EXERCISE MATERIAL:
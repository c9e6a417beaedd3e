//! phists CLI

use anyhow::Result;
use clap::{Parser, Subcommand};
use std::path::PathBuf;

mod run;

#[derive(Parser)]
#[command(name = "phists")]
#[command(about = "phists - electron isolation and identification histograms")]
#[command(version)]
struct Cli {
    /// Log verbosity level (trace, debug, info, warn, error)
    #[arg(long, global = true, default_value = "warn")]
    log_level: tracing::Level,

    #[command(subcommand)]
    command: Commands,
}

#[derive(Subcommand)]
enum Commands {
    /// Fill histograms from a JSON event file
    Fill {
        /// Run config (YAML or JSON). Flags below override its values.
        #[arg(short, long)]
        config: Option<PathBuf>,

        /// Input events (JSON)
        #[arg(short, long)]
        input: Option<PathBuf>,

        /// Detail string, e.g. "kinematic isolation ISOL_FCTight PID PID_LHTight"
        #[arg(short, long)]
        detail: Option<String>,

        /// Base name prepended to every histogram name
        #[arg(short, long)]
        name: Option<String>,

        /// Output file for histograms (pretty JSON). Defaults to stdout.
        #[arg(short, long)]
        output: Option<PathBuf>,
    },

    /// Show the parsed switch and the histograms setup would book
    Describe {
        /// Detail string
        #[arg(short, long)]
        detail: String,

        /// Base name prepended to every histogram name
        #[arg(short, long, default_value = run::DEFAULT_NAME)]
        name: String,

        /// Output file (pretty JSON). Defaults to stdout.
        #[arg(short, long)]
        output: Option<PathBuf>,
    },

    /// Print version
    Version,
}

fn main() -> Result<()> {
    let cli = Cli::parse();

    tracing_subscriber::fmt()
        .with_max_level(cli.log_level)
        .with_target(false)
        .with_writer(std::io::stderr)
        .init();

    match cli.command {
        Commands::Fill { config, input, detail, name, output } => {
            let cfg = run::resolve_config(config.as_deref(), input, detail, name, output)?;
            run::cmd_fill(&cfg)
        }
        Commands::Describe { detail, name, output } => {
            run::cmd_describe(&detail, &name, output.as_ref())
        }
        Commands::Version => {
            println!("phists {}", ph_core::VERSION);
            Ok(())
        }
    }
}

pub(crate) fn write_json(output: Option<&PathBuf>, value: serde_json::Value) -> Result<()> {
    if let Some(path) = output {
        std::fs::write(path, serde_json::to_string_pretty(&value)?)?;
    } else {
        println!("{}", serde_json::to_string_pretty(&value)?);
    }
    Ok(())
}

ACTIVITY:
Show all lines above containing "Option".

THE ANSWER:
        config: Option<PathBuf>,
        input: Option<PathBuf>,
        detail: Option<String>,
        name: Option<String>,
        output: Option<PathBuf>,
        output: Option<PathBuf>,
pub(crate) fn write_json(output: Option<&PathBuf>, value: serde_json::Value) -> Result<()> {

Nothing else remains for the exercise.